The tibiotalar joint space is obscured, and one talar dome is demonstrated proximal to the other dome. Because the navicular bone is superimposed over most of the cuboid, and the talocalcaneal joint will be narrowed, the lateral dome is the proximal dome. The proximal tibia was elevated, as shown in Figure 6-59.
Extend the knee to position the lower leg parallel with the IR, as shown in Figure 6-57. If the knee was extended for this image, elevate the lower leg until it is positioned parallel with the IR.
The tibiotalar joint space is obscured, and one talar dome is demonstrated proximal to the other dome. Because more than 0.5 inch (1.25 cm) of cuboid is visible posterior to the navicular bone and the talocalcaneal joint is widened, the medial dome is the proximal dome. The distal tibia was elevated.
The medial talar dome is positioned anterior to the lateral talar dome, as indicated by the posterior position of the fibula on the tibia. The lateral foot surface was not positioned parallel with the IR. The patient's forefoot was depressed and the heel elevated (leg externally rotated), as shown in Figure 6-60.
Elevate the patient's forefoot, and depress the heel (internally rotate the leg) until the lateral foot surface is parallel with the IR, as shown in Figure 6-58.

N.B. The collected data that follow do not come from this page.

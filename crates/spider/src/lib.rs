// SPDX-License-Identifier: Apache-2.0
//! Spider: a PiSDF dataflow runtime.
//!
//! A host builds a [`spider_model::Graph`] and a [`spider_platform::Platform`]
//! through the free functions in [`builder`], wraps them in a [`Spider`]
//! with a [`RuntimeConfig`], and calls [`Spider::run`]. The run transforms
//! the graph into a firing DAG (`spider-srt`), schedules and maps it
//! (`spider-sched`), validates FIFO placement (`spider-fifo`), and drives
//! the firings to completion over a GRT/LRT coordinator (`spider-runtime`).

pub mod builder;
mod config;
mod engine;
mod error;
mod export;

pub use config::{ExecutionPolicy, FifoAllocatorKind, MappingPolicy, RunMode, RuntimeConfig, RuntimeType, SchedulingPolicy};
pub use engine::{GenerationReport, RunReport, Spider};
pub use error::SpiderError;
pub use export::{GanttExporter, GraphExporter, NullGanttExporter, NullGraphExporter};
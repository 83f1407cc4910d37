// SPDX-License-Identifier: Apache-2.0
//! The hardware platform description: clusters, processing elements, the
//! ordered kernel table, and host-registered external buffers.

mod buffer;
mod cluster;
mod error;
mod kernel;
mod memory;
mod pe;
mod platform;

pub use buffer::ExternalBuffer;
pub use cluster::Cluster;
pub use error::PlatformError;
pub use kernel::{reserved_kernel_id, KernelEntry, KernelFn, KernelTable, RESERVED_PREFIX_LEN};
pub use memory::MemoryInterface;
pub use pe::{PeRole, ProcessingElement};
pub use platform::Platform;
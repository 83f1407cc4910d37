// SPDX-License-Identifier: Apache-2.0
//! The PiSDF graph: vertices, edges, parameters and nested subgraphs.

use spider_expr::{Expression, ParamResolver};
use tracing::instrument;

use crate::edge::{Delay, Edge};
use crate::error::ModelError;
use crate::param::{ParamKind, Parameter};
use crate::subtype::VertexSubtype;
use crate::vertex::Vertex;

/// A hierarchical, parameterized dataflow graph.
///
/// Vertices, edges and parameters live in dense arenas addressed by stable
/// index; removing a vertex tombstones its slot in `removed` rather than
/// shifting later indices, so an index handed out once remains valid for
/// the graph's lifetime.
#[derive(Debug, Clone)]
pub struct Graph {
    name: String,
    vertices: Vec<Vertex>,
    removed: Vec<bool>,
    edges: Vec<Edge>,
    params: Vec<Parameter>,
    input_interfaces: Vec<usize>,
    output_interfaces: Vec<usize>,
    config_actors: Vec<usize>,
    subgraphs: Vec<Graph>,
}

struct ParamNameResolver<'a>(&'a [Parameter]);

impl ParamResolver for ParamNameResolver<'_> {
    fn resolve(&self, name: &str) -> Option<usize> {
        self.0.iter().position(|p| p.name() == name)
    }
}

The medial talar dome is positioned posterior to the lateral dome, as indicated by the anterior position of the distal fibula on the tibia. The lateral foot surface was positioned not parallel with the IR, but with the forefoot elevated and the heel depressed (leg internally rotated), as shown in Figure 6-61.
Depress the forefoot and elevate the heel (externally rotate the leg) until the lateral foot surface is positioned parallel with the IR, as shown in Figure 6-58.